Jul 6, 2017

Personalized cancer vaccines show strong anti-tumor response

Metastatic melanoma cells Photo: Julio C. Valencia / NCI Center for Cancer Research

For the first time, scientists showed that personal vaccines targeting existing cancer tumors are feasible and safe in humans, via two separate, small clinical studies published Wednesday in Nature (here and here).

In fact, both studies reported that around 60% of their patients with advanced-stage melanoma were tumor-free for 12 to 32 months after receiving their personalized vaccine regimen. And, all of the patients showed some level of T-cell immune response — usually a strong level — after the vaccinations, meaning that, at the very least, the shots appear to jumpstart the immune system.

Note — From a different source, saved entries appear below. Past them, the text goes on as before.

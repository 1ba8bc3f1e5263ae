//! Thread domain logic: merged listings with cursors, bot message saves.

use tracing::warn;

use confab_core::{BotId, ThreadCursor, ThreadUri};

use crate::service::ThreadService;
use crate::types::{BotMessagePart, ThreadMessage};
use crate::ThreadError;

/// Where to start reading a thread: from the beginning, or after a cursor.
#[derive(Debug, Clone)]
pub enum ThreadSource {
    Uri(ThreadUri),
    Cursor(ThreadCursor),
}

impl ThreadSource {
    fn thread_uri(&self) -> ThreadUri {
        match self {
            ThreadSource::Uri(uri) => uri.clone(),
            ThreadSource::Cursor(cursor) => cursor.thread_uri(),
        }
    }
}

/// List new messages across several sources.
///
/// Returns the advanced cursors (sorted lexicographically) and the messages
/// merged into a stable `(timestamp, message_id)` order.
pub async fn list_messages(
    threads: &ThreadService,
    sources: &[ThreadSource],
) -> Result<(Vec<ThreadCursor>, Vec<ThreadMessage>), ThreadError> {
    let mut new_cursors: Vec<ThreadCursor> = Vec::new();
    let mut new_messages: Vec<ThreadMessage> = Vec::new();

    for source in sources {
        let messages = list_messages_once(threads, source).await?;

        if let Some(last) = messages.last() {
            let cursor = source.thread_uri().cursor(last.message_id().clone());
            let key = cursor.to_string();
            let index = new_cursors
                .binary_search_by(|existing| existing.to_string().cmp(&key))
                .unwrap_or_else(|index| index);
            new_cursors.insert(index, cursor);
        }

        for message in messages {
            let key = (message.timestamp(), message.message_id().clone());
            let index = new_messages
                .binary_search_by(|existing| {
                    (existing.timestamp(), existing.message_id().clone()).cmp(&key)
                })
                .unwrap_or_else(|index| index);
            new_messages.insert(index, message);
        }
    }

    Ok((new_cursors, new_messages))
}

async fn list_messages_once(
    threads: &ThreadService,
    source: &ThreadSource,
) -> Result<Vec<ThreadMessage>, ThreadError> {
    let messages = threads.load_messages(&source.thread_uri(), false).await?;
    let ThreadSource::Cursor(cursor) = source else {
        return Ok(messages);
    };
    if messages.is_empty() {
        return Ok(messages);
    }

    // Skip messages until the cursor is found; the matching message itself is
    // also discarded.
    if let Some(position) = messages
        .iter()
        .position(|message| *message.message_id() == cursor.last_message_id)
    {
        return Ok(messages[position + 1..].to_vec());
    }

    // Cursor not in the log (the history expired): fall back to every message
    // with a strictly greater id, since ids are time-ordered.
    warn!(cursor = %cursor, "cursor not found in thread");
    Ok(messages
        .into_iter()
        .filter(|message| *message.message_id() > cursor.last_message_id)
        .collect())
}

/// Append a bot reply to a thread.
pub async fn save_bot_message(
    threads: &ThreadService,
    thread_uri: &ThreadUri,
    sender: BotId,
    content: Vec<BotMessagePart>,
) -> Result<(), ThreadError> {
    threads
        .push_message(thread_uri, ThreadMessage::bot(sender, content))
        .await
}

"Finally. The war against cancer really started 40 years ago but we have just started being smarter" on tackling it, Siwen Hu-Lieskovan, UCLA oncologist who was not part of these studies, told Axios. "Instead of trying to burn, poison or cut [the cancer] out, we've become smarter. We can utilize the patient's own immune system as a weapon against cancer."

Yes, but: These studies are both very small (one vaccinated 6 people, the other 13), which means it is "not overwhelming evidence," Hu-Lieskovan said. Other serious limitations include the overall cost and the long lag time between biopsying the tumor and sequencing the mutations to developing the vaccines (ranging from 3 to 5 months, although the process now is more automated, reducing the needed time).

Both studies:

  • Selected melanoma patients with high risk of recurrence, because this cancer is known to usually respond to immunotherapy (so if the scientists can't get a response from melanoma, they know it would very difficult to get it from other cancers).
  • Decided to target the neoantigen proteins on the cell surface that are produced by DNA mutations. Neoantigens are present in cancer cells but not in normal cells, making them an ideal tumor-specific target for immune therapy.
  • Showed negligible side effects from the vaccines.
  • Post vaccination results included: a lower-than-expected level of tumor recurrence, a significantly lower rate of metastasis, and showed that the addition of other immunotherapy treatments (like anti-PD-1) is usually very effective for those cases where there was tumor growth.

While the studies show many similarities, they used different steps to reach their conclusion.

U.S. vaccine study details: The scientists selected 10 people for their study, and determined 6 were eligible for the vaccine. The team operated and removed the patients' tumors, sequenced tumor and normal cells, selected up to 20 mutations/person, and made the peptides to put into the vaccine. The vaccines, which were started an average of 18 weeks after the surgery, were injected subcutaneously into four sites, five times over three weeks plus two booster shots later.

  • Out of the 6 who received the vaccine, 4 showed no evidence of cancer recurrence. The other 2 patients showed cancer had spread to the lungs, and they received an additional treatment of a PD-1 inhibitor, later showing a complete resolution of their tumors.

"We found strong immune response in all 6 patients that were vaccinated," Dana Farber's Patrick Ott, a study author, told Axios. "What the vaccine can do is to steer the immune response specifically to the cancer."

E.U. vaccine study details: This team selected 13 people, took samples of tumor and blood cells, sequenced everything, selected up to 10 different mutated neoantigens per person and engineered it into synthetic RNAs, which were injected into the lymph nodes for up to 20 doses per patient.

  • Out of the 13 who received the vaccine, 8 remained free of tumors and the remaining 5 had tumor relapses. Out of the remaining, two died, one had complete regression of tumors after being given a PD-1 inhibitor, and one had a mutation that did not allow the the vaccine to work.

Ugur Sahin, study author and CEO of BioNTech, said, "Although the study was not designed to see clinical efficacy, we found early evidence for the anti-tumoral activity of the vaccine."

Further study needed: "The two studies confirm the potential of this type of approach, and improvements in neoantigen prediction will probably allow the even more efficient and precise identification of neoantigens for use in therapeutic vaccines in the future. Although the numbers of people who were treated in these studies were small, both studies indicated potential benefits," cancer immunologist Cornelis Melief wrote in his Nature commentary on the studies.

Melief said controlled, randomized phase II clinical trials with more participants are needed to establish the efficacy of these vaccines in patients with any type of cancer that have neoantigen targets.